__ENTRIES SHOWN__:
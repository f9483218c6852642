//! Per-kind readers that turn host objects into engine-convention parts.

mod brush;
mod camera;
mod data_table;
mod instancer;
mod landscape;
mod mesh;
mod spline;

use conduit_scene::{HostTransform, SceneObjectData};

use crate::error::BridgeError;
use crate::geometry::Extraction;
use crate::registry::InputOptions;

pub use brush::BRUSH_TEXEL_SCALE;
pub use data_table::{DATA_TABLE_COLUMN_PREFIX, DATA_TABLE_ROW_NAME, DATA_TABLE_ROW_STRUCT};
pub use landscape::HEIGHT_ATTRIBUTE;
pub use mesh::{
    BONE_INDEX_ATTRIBUTE, BONE_WEIGHT_ATTRIBUTE, LOD_ATTRIBUTE, PIECE_ATTRIBUTE,
    SKELETON_ATTRIBUTE,
};
pub use spline::CURVE_CLOSED_ATTRIBUTE;

#[derive(Debug, Clone, Copy)]
pub struct ExtractContext<'a> {
    pub options: &'a InputOptions,
    /// Host units per engine unit.
    pub scale_factor: f32,
}

/// Reads one host object into a canonical part.
///
/// `transform` is the object's world transform. Extractors over world-space source
/// data bake it out with its inverse; the others produce object-space geometry and
/// leave placement to the object node transform.
pub trait GeometryExtractor {
    fn extract(
        &self,
        transform: &HostTransform,
        ctx: &ExtractContext<'_>,
    ) -> Result<Extraction, BridgeError>;
}

/// Extractor for `data`, or `None` for structural kinds (actors, blueprints and
/// asset references) which the translator expands itself.
pub fn extractor_for(data: &SceneObjectData) -> Option<&dyn GeometryExtractor> {
    match data {
        SceneObjectData::StaticMesh(mesh) => Some(mesh),
        SceneObjectData::SkeletalMesh(mesh) => Some(mesh),
        SceneObjectData::Spline(spline) => Some(spline),
        SceneObjectData::Landscape(landscape) => Some(landscape),
        SceneObjectData::Brush(brush) => Some(brush),
        SceneObjectData::Camera(camera) => Some(camera),
        SceneObjectData::DataTable(table) => Some(table),
        SceneObjectData::GeometryCollection(collection) => Some(collection),
        SceneObjectData::InstancedMesh(instances) => Some(instances),
        SceneObjectData::Actor(_)
        | SceneObjectData::Blueprint(_)
        | SceneObjectData::AssetReference(_) => None,
    }
}
use std::io;

use tracing::Level;
use tracing_subscriber::layer::SubscriberExt;
use tracing_subscriber::util::SubscriberInitExt;
use tracing_subscriber::Layer;

/// Installs a stderr formatter so stdout stays free for reports. Our own targets log
/// at `level`; everything else is clamped to warnings.
pub(crate) fn setup_tracing(level: Level) {
    let filter_layer = tracing_subscriber::filter::filter_fn(move |metadata| {
        let is_conduit = metadata.target().starts_with("conduit");
        let effective_level = if is_conduit { level } else { Level::WARN };
        metadata.level() <= &effective_level
    });
    let fmt_layer = tracing_subscriber::fmt::layer()
        .with_ansi(false)
        .with_writer(io::stderr);

    tracing_subscriber::registry()
        .with(fmt_layer.with_filter(filter_layer))
        .init();
}

pub(crate) fn parse_level(name: &str) -> Option<Level> {
    match name.to_ascii_lowercase().as_str() {
        "error" => Some(Level::ERROR),
        "warn" => Some(Level::WARN),
        "info" => Some(Level::INFO),
        "debug" => Some(Level::DEBUG),
        "trace" => Some(Level::TRACE),
        _ => None,
    }
}

#[cfg(test)]
mod tests {
    use super::*;

    #[test]
    fn level_names_are_case_insensitive() {
        assert_eq!(parse_level("DEBUG"), Some(Level::DEBUG));
        assert_eq!(parse_level("warn"), Some(Level::WARN));
        assert_eq!(parse_level("loud"), None);
    }
}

__WHAT THIS TASK INVOLVES__: Only lines containing the word "landscape" should be copied from the material above.

__RESULT FOR THIS TASK__:
mod landscape;
pub use landscape::HEIGHT_ATTRIBUTE;
        SceneObjectData::Landscape(landscape) => Some(landscape),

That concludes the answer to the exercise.